程锦之却从来看不出他的欢喜,他知道帝王大都不露喜怒的。
如今日一样,他也看不出谢子钦的心思。
谢子钦没有让他研墨,把他拉着到了御案边,像是随手一样从案上抽出一本奏折来:“小锦之来陪朕看奏折吧。”
或许程锦之不懂什么大道理,但是也知道奏折不是随便什么人都能看的,这般僭越的事他不敢做。
但是不等他推辞,谢子钦便把人一拉,程锦之跌坐在他腿上,他将人拥住,拉着他的手将那一本奏折放到他手里:“没事,是朕要让你看的。”
“长懿……”拿着那一本奏折,程锦之只觉得重若千钧,怎么也不敢真的打开,谢子钦完全看不出他的为难,等了一会,才在程锦之求饶的目光下握着他的手将奏折打开。
“好好看。”一抬眼就看到程锦之并未看奏折而是在看自己,轻轻咬着下唇万分可怜,若是从前如此的话,谢子钦便要忍不住好好一亲芳泽。
但是这次谢子钦只是没什么笑意地笑了一下,然后直接用手捏着他Jing巧的下巴转过去,对着手里的奏折:“念给朕听。”
程锦之还没意识到什么,只是知道眼下不管他怎么示弱谢子钦也是不会改变心意的,他终究不敢违抗他的命令,颤着鸦翅般的眼睫,怯怯而小心地将目光移到那一页纸上。
谢子钦要他念,并且很耐心地等着他,程锦之挨不过,最终只能小声的一字一字很慢地将上面的内容念出来。

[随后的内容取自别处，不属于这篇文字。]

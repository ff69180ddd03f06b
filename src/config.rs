//! Settings stored at `<config dir>/ectopo/config.json`.
//!
//! Resolution chain (highest priority first):
//! 1. CLI flag
//! 2. Environment variable (`EC_ENDPOINT`, `EC_API_KEY`, `EC_REGION`)
//! 3. Settings file
//! 4. Built-in default
//!
//! Flags and environment are folded together by clap before they get here.

use std::path::{Path, PathBuf};

use serde::{Deserialize, Serialize};

use crate::api::client::DEFAULT_ENDPOINT;
use crate::error::Error;

const CONFIG_DIR_NAME: &str = "ectopo";
const CONFIG_FILE_NAME: &str = "config.json";

#[derive(Clone, Default, PartialEq, Eq, Serialize, Deserialize)]
pub struct Settings {
    #[serde(default, skip_serializing_if = "Option::is_none")]
    pub endpoint: Option<String>,
    #[serde(default, skip_serializing_if = "Option::is_none")]
    pub api_key: Option<String>,
    #[serde(default, skip_serializing_if = "Option::is_none")]
    pub region: Option<String>,
}

impl Settings {
    /// Fills every field left unset here from `fallback`.
    pub fn or(self, fallback: Settings) -> Settings {
        Settings {
            endpoint: self.endpoint.or(fallback.endpoint),
            api_key: self.api_key.or(fallback.api_key),
            region: self.region.or(fallback.region),
        }
    }

    pub fn endpoint(&self) -> &str {
        self.endpoint.as_deref().unwrap_or(DEFAULT_ENDPOINT)
    }
}

impl std::fmt::Debug for Settings {
    fn fmt(&self, f: &mut std::fmt::Formatter<'_>) -> std::fmt::Result {
        f.debug_struct("Settings")
            .field("endpoint", &self.endpoint)
            .field("api_key", &self.api_key.as_ref().map(|_| "[REDACTED]"))
            .field("region", &self.region)
            .finish()
    }
}

/// `None` when the platform has no config directory.
pub fn config_path() -> Option<PathBuf> {
    dirs::config_dir().map(|dir| dir.join(CONFIG_DIR_NAME).join(CONFIG_FILE_NAME))
}

/// Loads the settings file, returning defaults if it is missing.
pub fn load() -> Result<Settings, Error> {
    match config_path() {
        Some(path) => load_from(&path),
        None => Ok(Settings::default()),
    }
}

pub fn load_from(path: &Path) -> Result<Settings, Error> {
    if !path.exists() {
        tracing::debug!(path = %path.display(), "no settings file");
        return Ok(Settings::default());
    }

    let data = std::fs::read_to_string(path)?;
    serde_json::from_str(&data)
        .map_err(|e| Error::Config(format!("failed to parse {}: {}", path.display(), e)))
}
use thiserror::Error;

/// Errors raised while talking to the deployments API.
///
/// SECURITY: Error messages must NEVER contain the API key.
#[derive(Debug, Error)]
pub enum ApiError {
    /// The API key was rejected
    #[error("authentication failed: {message}")]
    Auth { message: String },

    /// API returned an error response
    #[error("API error ({status}): {message}")]
    Api { status: u16, message: String },

    /// Network-level error (connection failed, timeout, etc.)
    #[error("network error: {0}")]
    Network(#[from] reqwest::Error),

    #[error("deployment template '{template_id}' not found in region '{region}'")]
    TemplateNotFound { template_id: String, region: String },

    /// Response body did not match the expected shape
    #[error("failed to decode {what}: {message}")]
    Decode { what: String, message: String },

    #[error("invalid endpoint '{endpoint}': {message}")]
    InvalidEndpoint { endpoint: String, message: String },
}

#[cfg(test)]
mod tests {
    use super::*;

    #[test]
    fn test_auth_error_display() {
        let err = ApiError::Auth {
            message: "The supplied authentication is invalid".to_string(),
        };
        assert_eq!(
            err.to_string(),
            "authentication failed: The supplied authentication is invalid"
        );
    }

    #[test]
    fn test_api_error_display() {
        let err = ApiError::Api {
            status: 500,
            message: "Internal Server Error".to_string(),
        };
        assert_eq!(err.to_string(), "API error (500): Internal Server Error");
    }

    #[test]
    fn test_template_not_found_display() {
        let err = ApiError::TemplateNotFound {
            template_id: "aws-io-optimized-v2".to_string(),
            region: "us-east-1".to_string(),
        };
        assert_eq!(
            err.to_string(),
            "deployment template 'aws-io-optimized-v2' not found in region 'us-east-1'"
        );
    }

    #[test]
    fn test_decode_error_display() {
        let err = ApiError::Decode {
            what: "deployment template".to_string(),
            message: "missing field `id`".to_string(),
        };
        assert_eq!(
            err.to_string(),
            "failed to decode deployment template: missing field `id`"
        );
    }

    #[test]
    fn test_error_does_not_contain_key() {
        let fake_key = "essu_super_secret_key_12345";
        let err = ApiError::Auth {
            message: "Invalid API key".to_string(),
        };

        assert!(
            !err.to_string().contains(fake_key),
            "Error message should not contain key value"
        );
    }
}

因为太过紧张,他念得并不顺畅,磕磕绊绊的开头,念一句就要抬眼去偷偷觑谢子钦一眼,恰好两人视线对在一处,每一次程锦之看过去,谢子钦都好像在鼓励似的看着他。
终于念完最后一个字,直到结束这一刻程锦之莫名觉得心底一凉,这才后知后觉地发现古怪。
看着那一枚鲜红的印章他甚至来不及思考更多,心沉到一半时谢子钦的声音响起:“看出来什么了么,这不是寻常那些大臣呈上来的奏折,是密函,小锦之可知道什么是密函?”
盖着玉玺的密函如圣旨,假造密函就如假颁圣旨。
但谢子钦没有继续解释,他感受到怀中的人身上有些僵硬,但是他的语调却还是没有变,又说:“是不是很眼熟?”